Technology has a way of making life that little bit easier, us that little bit lazier and now breakups that little bit less painful. Breakup apps are a thing. Not just one thing, but 88 things that you can easily download to your phone. Here are a few of our favourites:
KillSwitch promises to do what you’d rather not right after a break up: it removes all tagged posts and images that involve your ex from your Facebook and promises to do so discreetly. It stores all of the images in a hidden album on your Facebook with the intention that you will «laugh at them later.» Pretty smart, right? Yes and no. It’s perfect for the cheating ex, the stalker ex, or the ex you wish you never dated, but for the simple parting of ways it’s a little dramatic. It may make all of your mutual friends cringe at the idea that you’ve spent your Saturday night trawling through old photos with a tub of ice cream providing the emotional support.
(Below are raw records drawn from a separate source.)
use crate::error::CoreError;
use async_trait::async_trait;
use chrono::{DateTime, Utc};
use std::fmt;

#[derive(Debug, Clone, Copy, PartialEq, Eq)]
pub enum ContentKind {
    Comment,
    Post,
}

impl fmt::Display for ContentKind {
    fn fmt(&self, f: &mut fmt::Formatter<'_>) -> fmt::Result {
        match self {
            Self::Comment => f.write_str("comment"),
            Self::Post => f.write_str("post"),
        }
    }
}

#[derive(Debug, Clone)]
pub struct Comment {
    pub id: String,
    pub subreddit: String,
    pub score: i64,
    pub created_at: DateTime<Utc>,
    pub body: String,
    /// Direct replies at observation time.
    pub reply_count: u32,
}

#[derive(Debug, Clone)]
pub struct Post {
    pub id: String,
    pub subreddit: String,
    pub score: i64,
    pub created_at: DateTime<Utc>,
    pub title: String,
    /// Self-text; `None` for link posts.
    pub selftext: Option<String>,
    /// Linked resource; `None` for self posts, where Reddit reports the
    /// permalink instead.
    pub url: Option<String>,
}

/// One item of the authenticated user's history. The variant decides
/// which fields exist: comments carry a reply count, posts carry a
/// title and an optional link.
#[derive(Debug, Clone)]
pub enum ContentItem {
    Comment(Comment),
    Post(Post),
}

impl ContentItem {
    pub fn kind(&self) -> ContentKind {
        match self {
            Self::Comment(_) => ContentKind::Comment,
            Self::Post(_) => ContentKind::Post,
        }
    }

    pub fn id(&self) -> &str {
        match self {
            Self::Comment(c) => &c.id,
            Self::Post(p) => &p.id,
        }
    }

    /// Reddit thing fullname, `t1_` for comments and `t3_` for posts.
    pub fn fullname(&self) -> String {
        match self {
            Self::Comment(c) => format!("t1_{}", c.id),
            Self::Post(p) => format!("t3_{}", p.id),
        }
    }

    pub fn subreddit(&self) -> &str {
        match self {
            Self::Comment(c) => &c.subreddit,
            Self::Post(p) => &p.subreddit,
        }
    }

    pub fn score(&self) -> i64 {
        match self {
            Self::Comment(c) => c.score,
            Self::Post(p) => p.score,
        }
    }

    pub fn created_at(&self) -> DateTime<Utc> {
        match self {
            Self::Comment(c) => c.created_at,
            Self::Post(p) => p.created_at,
        }
    }

    /// Comment body, or post self-text. `None` for link posts.
    pub fn primary_text(&self) -> Option<&str> {
        match self {
            Self::Comment(c) => Some(&c.body),
            Self::Post(p) => p.selftext.as_deref(),
        }
    }
}

/// One listing page plus the cursor for the next one. An absent cursor
/// means the service has no further pages.
#[derive(Debug, Clone, Default)]
pub struct Page {
    pub items: Vec<ContentItem>,
    pub after: Option<String>,
}

/// Boundary to the remote content service: newest-first listings of the
/// authenticated user's history plus the two mutations. Neither mutation
/// is idempotent remotely; deleting an already-deleted item fails and
/// callers tolerate that per item.
#[async_trait]
pub trait UserContent: Send + Sync {
    async fn comments_page(&self, after: Option<&str>) -> Result<Page, CoreError>;
    async fn posts_page(&self, after: Option<&str>) -> Result<Page, CoreError>;
    async fn edit(&self, fullname: &str, body: &str) -> Result<(), CoreError>;
    async fn delete(&self, fullname: &str) -> Result<(), CoreError>;
}

/// Per-item result of the retirement pipeline. Feeds the batch counters
/// only; never persisted.
#[derive(Debug, Clone, PartialEq, Eq)]
pub enum RetirementOutcome {
    Retired,
    SkippedExcluded,
    SkippedNotSelected,
    FailedTransient { reason: String },
}

/// Aggregate counters for one command run.
#[derive(Debug, Clone, Copy, Default, PartialEq, Eq)]
pub struct BatchSummary {
    pub processed: u64,
    pub retired: u64,
    pub skipped: u64,
    pub failed: u64,
}

impl BatchSummary {
    pub fn record(&mut self, outcome: &RetirementOutcome) {
        self.processed += 1;
        match outcome {
            RetirementOutcome::Retired => self.retired += 1,
            RetirementOutcome::SkippedExcluded | RetirementOutcome::SkippedNotSelected => {
                self.skipped += 1;
            }
            RetirementOutcome::FailedTransient { .. } => self.failed += 1,
        }
    }
}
KillSwitch gets three broken hearts out of five for taking the emotionally exhausting process of deleting the past out of your hands, but it’s not for every breakup.
Let’s be serious, if you think you can well and truly manage to restrain yourself from calling an ex after one too many tequila shots you are kidding yourself. DrunkDial acts as your address book for nights out: all of your contacts are listed as they are in your address book however three math questions must be answered in a race against a clock, testing your sobriety before you can make a call. For those anti- mathletes much like myself who have trouble with these questions plain sober, it definitely serves its purpose after a few drinks! Whilst there are many nights in my past where I wish I had this ingenious app on my phone, I can safely say that it’s the best way to save yourself the embarrassment of saying many things that you wish you hadn’t the morning after. It most certainly serves its purpose and for those who just love a good night out – breakup or no breakup – this may the job-saving, intervention-avoiding app for you!
This app gets a whopping four broken hearts out of five for its ingenuity and because if solving three maths questions when you’re blind drunk is simple for you, maybe you should call your ex and tell them they made a big mistake.
So I opened this app, did a quick scroll of its features, threw up and then proceeded to delete it. Not only does this app let people rate you out of five but it also allows underage users to sign up. All of which obviously work to prove its intention of taking the «embarrassment and awkwardness out of rebound dating.» I can’t think of anything more comfortable than chatting to seventeen-year-olds about the perils of breakups and having said seventeen-year-old rate you anything under five stars. That will be sure to do plenty for your bruised ego and ability to continue on into, say, a date based on common interest rather than mutual heartbreak, or maybe some plain old healthy time alone.
This app gets one broken heart out of five. Just so it knows how its users feel when a fellow user rates them anything below a five. Thanks for being as useful as a Cosmo article about getting through a breakup. Yes Cosmo, I will look in the mirror everyday and tell myself I’m beautiful, right after I chat to Mr Four Stars over here on RebounDate.